AA 10/2019 (XD 800/2018)
Catchwords: APPEAL – civil dispute – appeal against decision refusing leave to appeal out of time – application for leave to appeal out of time against other decisions of Tribunal – factors to be considered – prima facie time limits must be obeyed – length of delay – reasons for delay – merits of proposed appeal – prejudice to respondent – requirements of justice
Legislation cited: ACT Civil and Administrative Tribunal Act 2008 ss 6, 7, 8, 18, 19, 26, 32, 48, 53, 59, 60, 61, 71, 79, 81, 112
Powers of Attorney Act 2006 s 63
Subordinate
Legislation cited: ACT Civil and Administrative Tribunal Procedure Rules 2009 (No 2) rr 8, 14, 22
Court Procedures Rules 2006 Part 2.18 (Enforcement)
Cases cited: Commissioner for Social Housing v Williams [2017] ACAT 53
Concerned Citizens of Canberra Inc v Chief Executive (Planning and Land Authority [2015] ACTCA 56
GP v Mackenzie & Ors [2018] ACAT 96
Hussain & Bilkis v Rahman [2016] ACAT 145
Hussain v Farhmand [2017] ACAT 107
Jago v The District Court of New South Wales & Ors [1989] HCA 46
Krown Living Pty Ltd v Lando [2016] ACAT 149
Legal Practitioner v Law Society of the ACT [2016] ACTSC 203
Urbaniak-Bak v Council of the Law Society of the ACT & “RA” [2016] ACAT 156
Rogers v The Queen [1994] HCA 42
Superal-Wallace v Indypendent Pty Ltd & Anor [2016] ACAT 144
Verma & Anor v Reynolds [2018] ACAT 89
Verma & Anor v Reynolds [2019] ACAT 4
Verma & Anor v Reynolds(No 2) [2019] ACAT 19
Tribunal: President G Neate AM
Date of Orders: 19 November 2019
Date of Reasons for Decision: 19 November 2019AUSTRALIAN CAPITAL TERRITORY )
CIVIL & ADMINISTRATIVE TRIBUNAL ) AA 10/2019 & XD 800/2018
BETWEEN:
PATRICK LEO REYNOLDS
Appellant/Applicant
AND:
KAVITA VERMA
First Respondent
WILLIAM REES
Second Respondent
TRIBUNAL: President G Neate AM
DATE: 19 November 2019
ORDER
The Tribunal orders that:
1. The appeal against the decision of Presidential Member Daniel on 8 April 2019 is dismissed.

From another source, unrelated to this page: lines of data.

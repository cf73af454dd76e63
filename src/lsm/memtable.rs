//! Bounded, ordered in-memory write buffer.

use std::collections::BTreeMap;

use crate::lsm::Entry;

/// An ordered in-memory key/value map with a capacity limit.
///
/// A delete is recorded as [`Entry::Tombstone`] rather than removed
/// outright, so it can shadow older values that live in SSTables until
/// compaction.
pub struct MemTable {
    entries: BTreeMap<Vec<u8>, Entry>,
    max_size: usize,
}

impl MemTable {
    pub fn new(max_size: usize) -> Self {
        MemTable {
            entries: BTreeMap::new(),
            max_size,
        }
    }

    /// Seed a memtable from a pre-built map, e.g. the result of WAL
    /// recovery.
    pub fn from_map(entries: BTreeMap<Vec<u8>, Entry>, max_size: usize) -> Self {
        MemTable { entries, max_size }
    }

    pub fn put(&mut self, key: Vec<u8>, value: Vec<u8>) {
        self.entries.insert(key, Entry::Value(value));
    }

    pub fn delete(&mut self, key: Vec<u8>) {
        self.entries.insert(key, Entry::Tombstone);
    }

    pub fn get(&self, key: &[u8]) -> Option<&Entry> {
        self.entries.get(key)
    }

    /// Live (non-tombstone) entries with `lo <= k <= hi`, ascending.
    pub fn range_scan(&self, lo: &[u8], hi: &[u8]) -> Vec<(Vec<u8>, Vec<u8>)> {
        self.range_scan_with_tombstones(lo, hi)
            .into_iter()
            .filter_map(|(k, entry)| match entry {
                Entry::Value(value) => Some((k, value)),
                Entry::Tombstone => None,
            })
            .collect()
    }

    /// Entries with `lo <= k <= hi`, ascending, tombstones included. Used
    /// by merges that must shadow older SSTable values for deleted keys.
    pub fn range_scan_with_tombstones(&self, lo: &[u8], hi: &[u8]) -> Vec<(Vec<u8>, Entry)> {
        if lo > hi {
            return Vec::new();
        }
        self.entries
            .range(lo.to_vec()..=hi.to_vec())
            .map(|(k, v)| (k.clone(), v.clone()))
            .collect()
    }

    pub fn is_full(&self) -> bool {
        self.entries.len() >= self.max_size
    }

    pub fn is_empty(&self) -> bool {
        self.entries.is_empty()
    }

    pub fn len(&self) -> usize {
        self.entries.len()
    }

    /// The full ordered map, for flushing to an SSTable.
    pub fn entries(&self) -> &BTreeMap<Vec<u8>, Entry> {
        &self.entries
    }
}
impl Encode for u16 {
    #[inline]
    fn encode_to(&self, buf: &mut Vec<u8>) -> Result<(), EncodingError> {
        buf.extend_from_slice(&self.to_le_bytes());
        Ok(())
    }
}

impl Decode for u16 {
    #[inline]
    fn decode_from(buf: &[u8]) -> Result<(Self, usize), EncodingError> {
        require(buf, 2)?;
        Ok((u16::from_le_bytes([buf[0], buf[1]]), 2))
    }
}

impl Encode for u32 {
    #[inline]
    fn encode_to(&self, buf: &mut Vec<u8>) -> Result<(), EncodingError> {
        buf.extend_from_slice(&self.to_le_bytes());
        Ok(())
    }
}

impl Decode for u32 {
    #[inline]
    fn decode_from(buf: &[u8]) -> Result<(Self, usize), EncodingError> {
        require(buf, 4)?;
        // SAFETY: `require` guarantees `buf.len() >= 4`, so indexing
        // and the `try_into` on a 4-element slice cannot fail.
        let bytes: [u8; 4] = match buf[..4].try_into() {
            Ok(b) => b,
            Err(_) => {
                return Err(EncodingError::Custom(
                    "internal: slice-to-array conversion failed for u32".into(),
                ));
            }
        };
        Ok((u32::from_le_bytes(bytes), 4))
    }
}

impl Encode for u64 {
    #[inline]
    fn encode_to(&self, buf: &mut Vec<u8>) -> Result<(), EncodingError> {
        buf.extend_from_slice(&self.to_le_bytes());
        Ok(())
    }
}

impl Decode for u64 {
    #[inline]
    fn decode_from(buf: &[u8]) -> Result<(Self, usize), EncodingError> {
        require(buf, 8)?;
        let bytes: [u8; 8] = match buf[..8].try_into() {
            Ok(b) => b,
            Err(_) => {
                return Err(EncodingError::Custom(
                    "internal: slice-to-array conversion failed for u64".into(),
                ));
            }
        };
        Ok((u64::from_le_bytes(bytes), 8))
    }
}

// ------------------------------------------------------------------------------------------------
// Primitive implementations — signed integers
// ------------------------------------------------------------------------------------------------

impl Encode for i64 {
    #[inline]
    fn encode_to(&self, buf: &mut Vec<u8>) -> Result<(), EncodingError> {
        buf.extend_from_slice(&self.to_le_bytes());
        Ok(())
    }
}

impl Decode for i64 {
    #[inline]
    fn decode_from(buf: &[u8]) -> Result<(Self, usize), EncodingError> {
        require(buf, 8)?;
        let bytes: [u8; 8] = match buf[..8].try_into() {
            Ok(b) => b,
            Err(_) => {
                return Err(EncodingError::Custom(
                    "internal: slice-to-array conversion failed for i64".into(),
                ));
            }
        };
        Ok((i64::from_le_bytes(bytes), 8))
    }
}

// ------------------------------------------------------------------------------------------------
// Primitive implementations — bool
// ------------------------------------------------------------------------------------------------

impl Encode for bool {
    #[inline]
    fn encode_to(&self, buf: &mut Vec<u8>) -> Result<(), EncodingError> {
        buf.push(u8::from(*self));
        Ok(())
    }
}

impl Decode for bool {
    #[inline]
    fn decode_from(buf: &[u8]) -> Result<(Self, usize), EncodingError> {
        require(buf, 1)?;
        match buf[0] {
            0 => Ok((false, 1)),
            1 => Ok((true, 1)),
            other => Err(EncodingError::InvalidBool(other)),
        }
    }
}

// ------------------------------------------------------------------------------------------------
// Fixed-size byte arrays
// ------------------------------------------------------------------------------------------------

impl<const N: usize> Encode for [u8; N] {
    #[inline]
    fn encode_to(&self, buf: &mut Vec<u8>) -> Result<(), EncodingError> {
        buf.extend_from_slice(self);
        Ok(())
    }
}

impl<const N: usize> Decode for [u8; N] {
    #[inline]
    fn decode_from(buf: &[u8]) -> Result<(Self, usize), EncodingError> {
        require(buf, N)?;
        let mut arr = [0u8; N];
        arr.copy_from_slice(&buf[..N]);
        Ok((arr, N))
    }
}

// ------------------------------------------------------------------------------------------------
// Variable-length byte vectors: [u32 len][bytes]
// ------------------------------------------------------------------------------------------------

impl Encode for Vec<u8> {
    #[inline]
    fn encode_to(&self, buf: &mut Vec<u8>) -> Result<(), EncodingError> {
        len_to_u32(self.len())?.encode_to(buf)?;
        buf.extend_from_slice(self);
        Ok(())
    }
}

impl Decode for Vec<u8> {
    #[inline]
    fn decode_from(buf: &[u8]) -> Result<(Self, usize), EncodingError> {
        let (len, mut offset) = u32::decode_from(buf)?;
        if len > MAX_BYTE_LEN {
            return Err(EncodingError::LengthOverflow(format!(
                "byte vector length {len} exceeds MAX_BYTE_LEN ({MAX_BYTE_LEN})"
            )));
        }
        let len = len as usize;
        require(&buf[offset..], len)?;
        let data = buf[offset..offset + len].to_vec();
        offset += len;
        Ok((data, offset))
    }
}

/// Encode a byte slice as `[u32 len][bytes]`.
///
/// Useful for encoding `&[u8]` fields without owning a `Vec`.
impl Encode for &[u8] {
    #[inline]
    fn encode_to(&self, buf: &mut Vec<u8>) -> Result<(), EncodingError> {
        len_to_u32(self.len())?.encode_to(buf)?;
        buf.extend_from_slice(self);
        Ok(())
    }
}

// ------------------------------------------------------------------------------------------------
// Strings: [u32 len][utf-8 bytes]
// ------------------------------------------------------------------------------------------------

impl Encode for String {
    #[inline]
    fn encode_to(&self, buf: &mut Vec<u8>) -> Result<(), EncodingError> {
        len_to_u32(self.len())?.encode_to(buf)?;
        buf.extend_from_slice(self.as_bytes());
        Ok(())
    }
}

impl Decode for String {
    #[inline]
    fn decode_from(buf: &[u8]) -> Result<(Self, usize), EncodingError> {
        let (raw, consumed) = Vec::<u8>::decode_from(buf)?;
        let s = String::from_utf8(raw)?;
        Ok((s, consumed))
    }
}

impl Encode for &str {
    #[inline]
    fn encode_to(&self, buf: &mut Vec<u8>) -> Result<(), EncodingError> {
        len_to_u32(self.len())?.encode_to(buf)?;
        buf.extend_from_slice(self.as_bytes());
        Ok(())
    }
}

// ------------------------------------------------------------------------------------------------
// Option<T>: [u8 tag][T if Some]
// ------------------------------------------------------------------------------------------------

impl<T: Encode> Encode for Option<T> {
    #[inline]
    fn encode_to(&self, buf: &mut Vec<u8>) -> Result<(), EncodingError> {
        match self {
            None => buf.push(0),
            Some(val) => {
                buf.push(1);
                val.encode_to(buf)?;
            }
        }
        Ok(())
    }
}

impl<T: Decode> Decode for Option<T> {
    #[inline]
    fn decode_from(buf: &[u8]) -> Result<(Self, usize), EncodingError> {
        require(buf, 1)?;
        match buf[0] {
            0 => Ok((None, 1)),
            1 => {
                let (val, consumed) = T::decode_from(&buf[1..])?;
                Ok((Some(val), 1 + consumed))
            }
            other => Err(EncodingError::InvalidTag {
                tag: other as u32,
                type_name: "Option<T>",
            }),
        }
    }
}

// ------------------------------------------------------------------------------------------------
// Vec<T>: [u32 count][T₁][T₂]…
//
// NOTE: `Vec<u8>` has a specialised impl above (raw bytes, no per-element
// overhead).  Rust's coherence rules prevent a direct blanket impl from
// overlapping with `Vec<u8>`, so we provide free functions that
// higher-level code calls for vectors of structs.
// ------------------------------------------------------------------------------------------------

/// Encode a slice of `T` as `[u32 count][T₁][T₂]…`.
pub fn encode_vec<T: Encode>(items: &[T], buf: &mut Vec<u8>) -> Result<(), EncodingError> {
    len_to_u32(items.len())?.encode_to(buf)?;
    for item in items {
        item.encode_to(buf)?;
    }
    Ok(())
}

/// Decode a `Vec<T>` from `[u32 count][T₁][T₂]…`.
///
/// The element count is capped at [`MAX_VEC_ELEMENTS`] to prevent
/// allocation bombs from corrupted data.
pub fn decode_vec<T: Decode>(buf: &[u8]) -> Result<(Vec<T>, usize), EncodingError> {
    let (count, mut offset) = u32::decode_from(buf)?;
    if count > MAX_VEC_ELEMENTS {
        return Err(EncodingError::LengthOverflow(format!(
            "vector element count {count} exceeds MAX_VEC_ELEMENTS ({MAX_VEC_ELEMENTS})"
        )));
    }
    let count = count as usize;
    let mut items = Vec::with_capacity(count);
    for _ in 0..count {
        let (item, consumed) = T::decode_from(&buf[offset..])?;
        offset += consumed;
        items.push(item);
    }
    Ok((items, offset))
}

2. The applications for an extension of time to appeal against the decision of Presidential Member McCarthy dated 23 October 2018 and the decision of Senior Member Anforth dated 7 December 2018 are refused.
3. The appeal against the directions of the Tribunal dated 14 June 2019 is dismissed.
………………………………..
President G Neate AM
REASONS FOR DECISION
Introduction
1. The present case is one of three similar proceedings in which Patrick Reynolds seeks to overcome orders made by different members of the ACT Civil and Administrative Tribunal (the Tribunal) that he pay homeowners, including Kavita Verma and William Rees, sums of money in relation to his installation of windows and doors at their homes.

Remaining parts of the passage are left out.